Le sue foto sono un invito ad esercitare forme di percezione, a scoprire aspetti inediti della quotidianità, a individuare una realtà che fissa in un’immagine gli effetti del tempo e del movimento, che scioglie e celebra tutto in emblemi di luce.
Anche le sue poesie hanno qualcosa di digitale. Si ispirano a realtà e verità ma il verso le manipola e le arricchisce di sorprese e di intuizioni sottili.
Per esempio:
Rami secchi / d’un tronco / graffiano / la nebbia / in questo cielo / di tiepido inverno.
Oppure:
Pellicce scadenti / hanno lasciato dei peli / sul mio paltò. / Mischiati tra loro / castoro e marmotta / li trovo dopo Natale. / A ricordo degli abbracci / di gente / che non vedo mai.
Un artista come Franco Gervasio che ama tuffarsi e nuotare tra teatro, arti visive e poesia certo non può dispiacersi di frequentare anche la sinestesia, fenomeno sensoriale che indica una contaminazione dei sensi nella percezione.
Non solo la vista e l’udito sono i sensi privilegiati per fare e godere arte. Non è giusto che nelle valutazioni estetiche prevalga una sorta di razzismo: tatto gusto olfatto trattati come figli di un dio minore, sensi considerati parenti futili e sospetti d’immoralità perché si baloccano con piaceri edonistici.
Ma non dimentichiamo che lo stipendio di Mozart alla corte del principe di Salisburgo era più basso di quello del pasticcere.
Forse per qualche senso di colpa i pasticceri hanno poi cercato di rimediare, a modo loro, dedicando all’autore del “Flauto magico” i Mozartkugeln, le “palle di Mozart: palline a base di pistacchio marzapane cioccolato.
E se, per restare nell’ambito del gusto, Rossini invece di comporre “La Petite Messe Solennelle” o “Il Barbiere di Siviglia” si fosse limitato a creare la ricetta dei tournedos portano il suo nome avrebbe egualmente avuto accesso all’immortalità artistica?

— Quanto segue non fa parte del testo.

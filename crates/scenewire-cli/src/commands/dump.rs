use std::io::Read;
use std::path::{Path, PathBuf};

use scenewire_bytecode::dump_update;
use scenewire_director::{BounceDirector, Director};

pub struct DumpArgs {
    pub file: Option<PathBuf>,
    pub demo: bool,
}

pub fn run(args: DumpArgs) {
    let bytes = if args.demo {
        BounceDirector::new().init()
    } else {
        match load_stream(args.file.as_deref()) {
            Ok(bytes) => bytes,
            Err(msg) => {
                eprintln!("error: {}", msg);
                std::process::exit(1);
            }
        }
    };

    print!("{}", dump_update(&bytes));
}

fn load_stream(path: Option<&Path>) -> Result<Vec<u8>, String> {
    let path = path.ok_or("no stream file given")?;
    if path.as_os_str() == "-" {
        let mut bytes = Vec::new();
        std::io::stdin()
            .read_to_end(&mut bytes)
            .map_err(|e| format!("failed to read stdin: {}", e))?;
        return Ok(bytes);
    }
    std::fs::read(path).map_err(|e| format!("failed to read {}: {}", path.display(), e))
}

E il caffè? Wittgenstein ha scritto: “Poiché l’estetica è una scienza che ci dice cosa è bello, dovrebbe includere anche quale tipo di caffè ha un buon sapore”.
E hanno un buon sapore, trasmettono un buon odore, li immaginiamo piacevoli al tatto anche i versi di Gervasio, un’istantanea di poesia che può fotografare e ricordare al regista anche il teatro.

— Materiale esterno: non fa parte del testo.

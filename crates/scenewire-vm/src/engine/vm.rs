//! The player: update/render dispatch with re-entrant macro execution.

use std::collections::HashMap;

use log::trace;

use scenewire_bytecode::{
    AnchorId, ByteStream, MacroId, MacroTemplate, NodeId, RenderOp, UpdateOp,
};

use super::error::RuntimeError;
use super::scene::{Anchor, NodeHandle, SceneGraph};
use super::surface::Surface;

/// Persistent VM state for one session: scene graph, macro/node/anchor
/// tables, and the re-entrancy stack holding suspended streams during
/// nested macro execution.
///
/// The caller must serialize `update`/`render` calls; neither may be
/// re-entered from a surface callback.
pub struct Player {
    scene: SceneGraph,
    macros: HashMap<MacroId, MacroTemplate>,
    nodes: HashMap<NodeId, NodeHandle>,
    anchors: HashMap<AnchorId, Anchor>,
    /// The single in-flight macro definition, if any. Survives across
    /// streams until `MacroEnd` installs it.
    wip: Option<(MacroId, MacroTemplate)>,
    /// Stack of streams; the top is the one currently executing.
    stack: Vec<ByteStream>,
}

impl Player {
    pub fn new() -> Self {
        Self {
            scene: SceneGraph::new(),
            macros: HashMap::new(),
            nodes: HashMap::new(),
            anchors: HashMap::new(),
            wip: None,
            stack: Vec::new(),
        }
    }

    pub fn scene(&self) -> &SceneGraph {
        &self.scene
    }

    /// Look up the arena handle for a wire id.
    pub fn node(&self, id: NodeId) -> Option<NodeHandle> {
        self.nodes.get(&id).copied()
    }

    pub fn macro_count(&self) -> usize {
        self.macros.len()
    }

    /// Global position of an anchor. Valid after a render pass has derived
    /// the transforms.
    pub fn anchor_position(&self, id: AnchorId) -> Result<glam::DVec2, RuntimeError> {
        let anchor = self
            .anchors
            .get(&id)
            .ok_or(RuntimeError::UnknownAnchor(id))?;
        Ok(self.scene.global_point(anchor.node, anchor.offset))
    }

    /// Execute one Update stream to completion. Ownership of the bytes
    /// transfers to the VM for the duration of the call.
    ///
    /// On error the remaining bytes are abandoned; mutations already applied
    /// by earlier instructions of the same stream stay applied.
    pub fn update(&mut self, bytes: Vec<u8>) -> Result<(), RuntimeError> {
        let result = self.run_update(ByteStream::from_bytes(bytes));
        if result.is_err() {
            self.stack.clear();
        }
        result
    }

    fn run_update(&mut self, stream: ByteStream) -> Result<(), RuntimeError> {
        let base = self.stack.len();
        self.stack.push(stream);
        while self.stack.len() > base {
            if self.current().is_exhausted() {
                self.stack.pop();
                continue;
            }
            self.step_update()?;
        }
        Ok(())
    }

    /// Execute the render pass: walk the scene depth-first from the root,
    /// derive each node's global transform, and run its bound content
    /// against the surface.
    pub fn render<S: Surface>(&mut self, surface: &mut S) -> Result<(), RuntimeError> {
        let root = self.scene.root();
        let result = self.render_node(root, surface);
        if result.is_err() {
            self.stack.clear();
        }
        result
    }

    fn render_node<S: Surface>(
        &mut self,
        handle: NodeHandle,
        surface: &mut S,
    ) -> Result<(), RuntimeError> {
        self.scene.recompute_transform(handle);
        if let Some(content) = self.scene.get(handle).content.clone() {
            let mut stream = content;
            stream.rewind();
            self.run_render(stream, handle, surface)?;
        }
        for child in self.scene.children(handle) {
            self.render_node(child, surface)?;
        }
        Ok(())
    }

    fn run_render<S: Surface>(
        &mut self,
        stream: ByteStream,
        node: NodeHandle,
        surface: &mut S,
    ) -> Result<(), RuntimeError> {
        let base = self.stack.len();
        self.stack.push(stream);
        while self.stack.len() > base {
            if self.current().is_exhausted() {
                self.stack.pop();
                continue;
            }
            self.step_render(node, surface)?;
        }
        Ok(())
    }

    fn current(&mut self) -> &mut ByteStream {
        self.stack.last_mut().expect("no stream is executing")
    }

    // --- update dispatch ---

    fn step_update(&mut self) -> Result<(), RuntimeError> {
        let byte = self.current().pop_u8()?;
        let op = UpdateOp::from_byte(byte).ok_or(RuntimeError::InvalidUpdateOpcode(byte))?;
        trace!("update op {}", op.name());

        match op {
            UpdateOp::MacroStart => {
                if self.wip.is_some() {
                    return Err(RuntimeError::DefinitionAlreadyOpen);
                }
                let id = MacroId(self.current().pop_u16()?);
                self.wip = Some((id, MacroTemplate::new()));
            }
            UpdateOp::MacroEnd => {
                let (id, template) = self.wip.take().ok_or(RuntimeError::NoOpenDefinition)?;
                self.macros.insert(id, template);
            }
            UpdateOp::MacroOp => {
                self.require_open_definition()?;
                let byte = self.current().pop_u8()?;
                let op =
                    RenderOp::from_byte(byte).ok_or(RuntimeError::InvalidRenderOpcode(byte))?;
                self.open_definition()?.push_op(op);
            }
            UpdateOp::MacroVar => {
                self.require_open_definition()?;
                let width = self.current().pop_u8()? as usize;
                self.open_definition()?.declare_slot(width);
            }
            UpdateOp::MacroUseVar => {
                self.require_open_definition()?;
                let slot = self.current().pop_u16()?;
                self.open_definition()?.use_slot(slot)?;
            }
            UpdateOp::MacroUseConst => {
                self.require_open_definition()?;
                let len = self.current().pop_u8()? as usize;
                let bytes = self.current().pop_bytes(len)?;
                self.open_definition()?.use_const(&bytes);
            }
            UpdateOp::NodeCreate => {
                let id = NodeId(self.current().pop_u16()?);
                if self.nodes.contains_key(&id) {
                    return Err(RuntimeError::DuplicateNode(id));
                }
                let handle = self.scene.alloc();
                self.nodes.insert(id, handle);
            }
            UpdateOp::NodeSetContent => {
                let node = self.pop_node()?;
                let compiled = self.pop_and_compile_macro()?;
                self.scene.get_mut(node).content = Some(compiled);
            }
            UpdateOp::NodeSetParent => {
                let node = self.pop_node()?;
                let parent = self.pop_node()?;
                self.scene.attach(node, parent);
            }
            UpdateOp::NodeSetPosition => {
                let node = self.pop_node()?;
                let position = self.current().pop_vec2()?;
                self.scene.get_mut(node).position = position;
            }
            UpdateOp::NodeSetRotation => {
                let node = self.pop_node()?;
                let rotation = self.current().pop_rotation()?;
                self.scene.get_mut(node).rotation = rotation;
            }
            UpdateOp::NodeSetScale => {
                let node = self.pop_node()?;
                let scale = self.current().pop_scale()?;
                self.scene.get_mut(node).scale = scale;
            }
            UpdateOp::AnchorCreate => {
                let id = AnchorId(self.current().pop_u16()?);
                if self.anchors.contains_key(&id) {
                    return Err(RuntimeError::DuplicateAnchor(id));
                }
                let node = self.pop_node()?;
                let offset = self.current().pop_vec2()?;
                self.anchors.insert(id, Anchor { node, offset });
            }
        }
        Ok(())
    }

    /// Definition-state check before decoding a definition opcode's
    /// operands, so a `Closed`-state violation wins over a truncated operand.
    fn require_open_definition(&self) -> Result<(), RuntimeError> {
        if self.wip.is_none() {
            return Err(RuntimeError::NoOpenDefinition);
        }
        Ok(())
    }

    fn open_definition(&mut self) -> Result<&mut MacroTemplate, RuntimeError> {
        match &mut self.wip {
            Some((_, template)) => Ok(template),
            None => Err(RuntimeError::NoOpenDefinition),
        }
    }

    fn pop_node(&mut self) -> Result<NodeHandle, RuntimeError> {
        let id = NodeId(self.current().pop_u16()?);
        self.nodes
            .get(&id)
            .copied()
            .ok_or(RuntimeError::UnknownNode(id))
    }

    /// Pop a macro id and its argument block from the current stream and
    /// compile. The block length is the macro's declared total width.
    fn pop_and_compile_macro(&mut self) -> Result<ByteStream, RuntimeError> {
        let id = MacroId(self.current().pop_u16()?);
        let args_len = self
            .macros
            .get(&id)
            .ok_or(RuntimeError::UnknownMacro(id))?
            .args_len();
        let args = self.current().pop_bytes(args_len)?;
        let template = self.macros.get(&id).expect("checked above");
        Ok(template.compile(&args)?)
    }

    // --- render dispatch ---

    fn step_render<S: Surface>(
        &mut self,
        node: NodeHandle,
        surface: &mut S,
    ) -> Result<(), RuntimeError> {
        let byte = self.current().pop_u8()?;
        let op = RenderOp::from_byte(byte).ok_or(RuntimeError::InvalidRenderOpcode(byte))?;
        trace!("render op {}", op.name());

        match op {
            RenderOp::BeginPath => surface.begin_path(),
            RenderOp::SetFillColor => {
                let color = self.current().pop_color()?;
                surface.set_fill_color(color);
            }
            RenderOp::Fill => surface.fill(),
            RenderOp::Rectangle => {
                let rect = self.current().pop_rect()?;
                let corners = rect.corners().map(|p| self.scene.global_point(node, p));
                surface.move_to(corners[0]);
                surface.line_to(corners[1]);
                surface.line_to(corners[2]);
                surface.line_to(corners[3]);
                surface.close_path();
            }
            RenderOp::MoveTo => {
                let point = self.current().pop_vec2()?;
                surface.move_to(self.scene.global_point(node, point));
            }
            RenderOp::LineTo => {
                let point = self.current().pop_vec2()?;
                surface.line_to(self.scene.global_point(node, point));
            }
            RenderOp::ClosePath => surface.close_path(),
            RenderOp::MacroCall => {
                let compiled = self.pop_and_compile_macro()?;
                self.stack.push(compiled);
            }
        }
        Ok(())
    }
}

impl Default for Player {
    fn default() -> Self {
        Self::new()
    }
}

Gli attori del teatro / dopo la recita / vanno al ristorante. / Mangiano ridono e parlano / di tutto. / La prosa / diventa un verso / al pesto, allo scoglio / o al ragù.

Le sue poesie – ma così anche le foto – sono dunque un invito a sperimentare altre forme di percezione, a far rimare tra loro aspetti inediti della quotidianità, ad amare pensieri leggeri, flussi luminosi.
La poesia ha poi la vocazione di essere testimonianza a futura memoria del proprio tempo.
Procediamo con lo sguardo rivolto all’indietro, come l’Angelus Novus dipinto da Paul Klee che ha ispirato Walter Benjamin.
Chiediamoci quale effetto faranno i versi di Franco Gervasio tra cento o duecento cinquecento anni. Saranno testimonianza di sensibilità e di abilità artigianale.
Una passione e una competenza ancora analogica in epoca digitale.